* _WHAT NEEDS TO BE DONE_
Exact repetition is required: output every record in full.

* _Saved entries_
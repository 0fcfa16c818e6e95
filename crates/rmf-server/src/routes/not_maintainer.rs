use axum::{
    extract::Query,
    http::StatusCode,
    response::{Html, IntoResponse, Response},
};
use serde::Deserialize;

#[derive(Debug, Deserialize)]
pub struct NotMaintainerQuery {
    pub user: Option<String>,
}

/// GET /not-a-maintainer
pub async fn not_a_maintainer(Query(query): Query<NotMaintainerQuery>) -> Response {
    let body = match query.user.filter(|u| !u.is_empty()) {
        Some(user) => format!(
            "401 Unauthorized: GitHub user '@{}' is not a maintainer. \
             <a href=\"/logout\">Logout and go back.</a>",
            handlebars::html_escape(&user)
        ),
        None => String::new(),
    };
    (StatusCode::UNAUTHORIZED, Html(body)).into_response()
}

* _OUTPUT FOR THIS TASK_
repository 0fcfa16c818e6e95
filename crates/rmf-server/src/routes/not_maintainer.rs
use axum::{
    extract::Query,
    http::StatusCode,
    response::{Html, IntoResponse, Response},
};
use serde::Deserialize;

#[derive(Debug, Deserialize)]
pub struct NotMaintainerQuery {
    pub user: Option<String>,
}

/// GET /not-a-maintainer
pub async fn not_a_maintainer(Query(query): Query<NotMaintainerQuery>) -> Response {
    let body = match query.user.filter(|u| !u.is_empty()) {
        Some(user) => format!(
            "401 Unauthorized: GitHub user '@{}' is not a maintainer. \
             <a href=\"/logout\">Logout and go back.</a>",
            handlebars::html_escape(&user)
        ),
        None => String::new(),
    };
    (StatusCode::UNAUTHORIZED, Html(body)).into_response()
}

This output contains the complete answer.